Near-IR laser system safely charges a smartphone wirelessly from across a room

Feb. 21, 2018
Steered high-power beam includes low-power guard beam that provides a safety interlock.
This laser-based wireless charging system was created by University of Washington engineers. The charging laser and guard lasers are normally invisible to the human eye, but red beams have been inserted here in place of the guard beams for demonstration purposes. (Image: Mark Stone/University of Washington)

Researchers at the University of Washington (Seattle, WA) have designed and experimentally demonstrated a laser-based line-of-sight wireless power delivery system that could be used, for example, for charging smartphones and other devices.1 The researchers say that the system delivers more than 2 W of power safely over distances of 4.3 and 12.2 m for a smartphone (25 cm2) and tabletop form factor (100 cm2) receiver, respectively.

The system uses a high-power laser-diode source with a 978 nm wavelength, along with two steerable mirrors to aim the beam at the receiver; a photovoltaic cell, heatsink, and retroreflector at the receiver; and a low-power guard laser beam to serve as a safety interlock (using the retroreflector), switching the high-power laser off within 272 µs if the beam is intercepted by a human. The low-power beam is wider than the high-power beam, ensuring switch-off before the high-power beam can contact a person.

"Safety was our focus in designing this system," says Shyam Gollakota, one of the researchers. "We have designed, constructed and tested this laser-based charging system with a rapid-response safety mechanism, which ensures that the laser emitter will terminate the charging beam before a person comes into the path of the laser."

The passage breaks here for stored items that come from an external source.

//! Collaborator interfaces
//!
//! The hosted document store and identity provider live outside this crate.
//! The sync core talks to them only through the traits defined here:
//!
//! - [`RemoteChannel`]: point writes, point reads and live queries
//! - [`IdentityProvider`]: the signed-in user and its changes
//!
//! [`MemoryRemote`] and [`IdentityCell`] are in-process implementations of
//! both, used by the orchestrator and integration tests.
//!
//! Live query results arrive as [`Delivery`] values on a single channel owned
//! by the orchestrator, tagged with the subscription key and generation.

pub mod memory;

use std::fmt;

use async_trait::async_trait;
use serde_json::Value;
use tokio::sync::{mpsc, watch};

use crate::document::Document;
use crate::error::RemoteError;
use crate::models::{EntityType, Identity, MutationAction};
use crate::subscriptions::SubscriptionKey;

pub use memory::MemoryRemote;

/// Sort direction of a live query
#[derive(Debug, Clone, Copy, PartialEq, Eq)]
pub enum SortDirection {
    Ascending,
    Descending,
}

/// Filter, ordering and limit of a live query
#[derive(Debug, Clone, Default, PartialEq)]
pub struct QueryDescriptor {
    /// Equality filters, all of which must hold
    pub filters: Vec<(String, Value)>,
    pub order_by: Option<(String, SortDirection)>,
    pub limit: Option<usize>,
}

impl QueryDescriptor {
    /// Query matching every entity
    pub fn all() -> Self {
        Self::default()
    }

    pub fn filter(mut self, field: impl Into<String>, value: impl Into<Value>) -> Self {
        self.filters.push((field.into(), value.into()));
        self
    }

    pub fn order_by(mut self, field: impl Into<String>, direction: SortDirection) -> Self {
        self.order_by = Some((field.into(), direction));
        self
    }

    pub fn limit(mut self, limit: usize) -> Self {
        self.limit = Some(limit);
        self
    }

    /// Whether a document satisfies every filter
    pub fn matches(&self, doc: &Document) -> bool {
        self.filters
            .iter()
            .all(|(field, value)| doc.get(field) == Some(value))
    }
}

/// Kind of change carried by a delivery
#[derive(Debug, Clone, Copy, PartialEq, Eq)]
pub enum ChangeKind {
    /// Full result set, replaces everything known for the subscription
    Snapshot,
    Added,
    Modified,
    /// Items carry at least their id
    Removed,
}

impl fmt::Display for ChangeKind {
    fn fmt(&self, f: &mut fmt::Formatter<'_>) -> fmt::Result {
        let name = match self {
            ChangeKind::Snapshot => "snapshot",
            ChangeKind::Added => "added",
            ChangeKind::Modified => "modified",
            ChangeKind::Removed => "removed",
        };
        f.write_str(name)
    }
}

/// What a live query reported
#[derive(Debug, Clone, PartialEq)]
pub enum RemoteEvent {
    Change {
        kind: ChangeKind,
        items: Vec<Document>,
    },
    Error(RemoteError),
}

/// A remote event tagged with the subscription that produced it
#[derive(Debug, Clone)]
pub struct Delivery {
    pub key: SubscriptionKey,
    pub generation: u64,
    pub event: RemoteEvent,
}

/// Where a [`RemoteChannel`] sends the results of one live query
#[derive(Debug, Clone)]
pub struct DeliverySink {
    tx: mpsc::UnboundedSender<Delivery>,
    key: SubscriptionKey,
    generation: u64,
}

impl DeliverySink {
    pub fn new(tx: mpsc::UnboundedSender<Delivery>, key: SubscriptionKey, generation: u64) -> Self {
        Self {
            tx,
            key,
            generation,
        }
    }

    pub fn key(&self) -> &SubscriptionKey {
        &self.key
    }

    pub fn generation(&self) -> u64 {
        self.generation
    }

    /// Send an event; returns false once the receiver is gone
    pub fn send(&self, event: RemoteEvent) -> bool {
        self.tx
            .send(Delivery {
                key: self.key.clone(),
                generation: self.generation,
                event,
            })
            .is_ok()
    }

    pub fn change(&self, kind: ChangeKind, items: Vec<Document>) -> bool {
        self.send(RemoteEvent::Change { kind, items })
    }

    pub fn error(&self, error: RemoteError) -> bool {
        self.send(RemoteEvent::Error(error))
    }
}

/// Stops a live query
///
/// The cancel action runs at most once: on [`CancelHandle::cancel`] or when
/// the handle is dropped.
pub struct CancelHandle {
    action: Option<Box<dyn FnOnce() + Send>>,
}

impl CancelHandle {
    pub fn new(action: impl FnOnce() + Send + 'static) -> Self {
        Self {
            action: Some(Box::new(action)),
        }
    }

    /// A handle with nothing to cancel
    pub fn noop() -> Self {
        Self { action: None }
    }

    pub fn cancel(&mut self) {
        if let Some(action) = self.action.take() {
            action();
        }
    }
}

impl Drop for CancelHandle {
    fn drop(&mut self) {
        self.cancel();
    }
}

impl fmt::Debug for CancelHandle {
    fn fmt(&self, f: &mut fmt::Formatter<'_>) -> fmt::Result {
        f.debug_struct("CancelHandle")
            .field("pending", &self.action.is_some())
            .finish()
    }
}

/// The hosted document store
#[async_trait]
pub trait RemoteChannel: Send + Sync {
    /// Apply one mutation
    ///
    /// Returns the entity id assigned by the store for creates.
    async fn write(
        &self,
        entity: EntityType,
        action: MutationAction,
        payload: &Document,
    ) -> Result<Option<String>, RemoteError>;

    /// Read one entity
    async fn read(&self, entity: EntityType, id: &str) -> Result<Option<Document>, RemoteError>;

    /// Start a live query; results go to `sink` until the handle is cancelled
    async fn watch(
        &self,
        entity: EntityType,
        query: &QueryDescriptor,
        sink: DeliverySink,
    ) -> Result<CancelHandle, RemoteError>;
}

/// Source of the signed-in identity
pub trait IdentityProvider: Send + Sync {
    fn current(&self) -> Option<Identity>;

    /// Receiver notified on every sign-in and sign-out
    fn subscribe(&self) -> watch::Receiver<Option<Identity>>;
}

/// Identity provider backed by a `watch` channel
#[derive(Debug, Clone)]
pub struct IdentityCell {
    state: watch::Sender<Option<Identity>>,
}

impl IdentityCell {
    pub fn new(initial: Option<Identity>) -> Self {
        let (state, _) = watch::channel(initial);
        Self { state }
    }

    pub fn signed_out() -> Self {
        Self::new(None)
    }

    pub fn sign_in(&self, identity: Identity) {
        self.state.send_replace(Some(identity));
    }

    pub fn sign_out(&self) {
        self.state.send_replace(None);
    }
}

impl IdentityProvider for IdentityCell {
    fn current(&self) -> Option<Identity> {
        self.state.borrow().clone()
    }

    fn subscribe(&self) -> watch::Receiver<Option<Identity>> {
        self.state.subscribe()
    }
}

#[cfg(test)]
mod tests {
    use super::*;
    use crate::document::from_value;
    use crate::subscriptions::Scope;
    use serde_json::json;
    use std::sync::atomic::{AtomicUsize, Ordering};
    use std::sync::Arc;

    #[test]
    fn test_query_matches() {
        let query = QueryDescriptor::all()
            .filter("patientId", "p1")
            .order_by("appointmentDate", SortDirection::Ascending);

        let mine = from_value(json!({"id": "a1", "patientId": "p1"})).unwrap();
        let theirs = from_value(json!({"id": "a2", "patientId": "p2"})).unwrap();
        assert!(query.matches(&mine));
        assert!(!query.matches(&theirs));
        assert!(QueryDescriptor::all().matches(&theirs));
    }

    #[test]
    fn test_cancel_runs_once() {
        let calls = Arc::new(AtomicUsize::new(0));
        let counter = calls.clone();
        let mut handle = CancelHandle::new(move || {
            counter.fetch_add(1, Ordering::SeqCst);
        });

        handle.cancel();
        handle.cancel();
        drop(handle);
        assert_eq!(calls.load(Ordering::SeqCst), 1);
    }

    #[test]
    fn test_drop_cancels() {
        let calls = Arc::new(AtomicUsize::new(0));
        let counter = calls.clone();
        {
            let _handle = CancelHandle::new(move || {
                counter.fetch_add(1, Ordering::SeqCst);
            });
        }
        assert_eq!(calls.load(Ordering::SeqCst), 1);
    }

    #[test]
    fn test_sink_tags_deliveries() {
        let (tx, mut rx) = mpsc::unbounded_channel();
        let key = SubscriptionKey::new(EntityType::Payment, Scope::All);
        let sink = DeliverySink::new(tx, key.clone(), 7);

        assert!(sink.change(ChangeKind::Snapshot, Vec::new()));
        let delivery = rx.try_recv().unwrap();
        assert_eq!(delivery.key, key);
        assert_eq!(delivery.generation, 7);

        drop(rx);
        assert!(!sink.error(RemoteError::unavailable("gone")));
    }

    #[tokio::test]
    async fn test_identity_cell() {
        let cell = IdentityCell::signed_out();
        let mut rx = cell.subscribe();
        assert!(cell.current().is_none());

        cell.sign_in(Identity::new("u1"));
        rx.changed().await.unwrap();
        assert_eq!(rx.borrow().as_ref().map(|i| i.user_id.as_str()), Some("u1"));

        cell.sign_out();
        assert!(cell.current().is_none());
    }
}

The researchers programmed the experimental smartphone to signal its location by emitting high-frequency acoustic chirps inaudible to human ears.

"The beam delivers charge as quickly as plugging in your smartphone to a USB port," says Elyas Bayati, another researcher. "But instead of plugging your phone in, you simply place it on a table."

Planar metasurface retroreflectors could be used in the future, say the researchers.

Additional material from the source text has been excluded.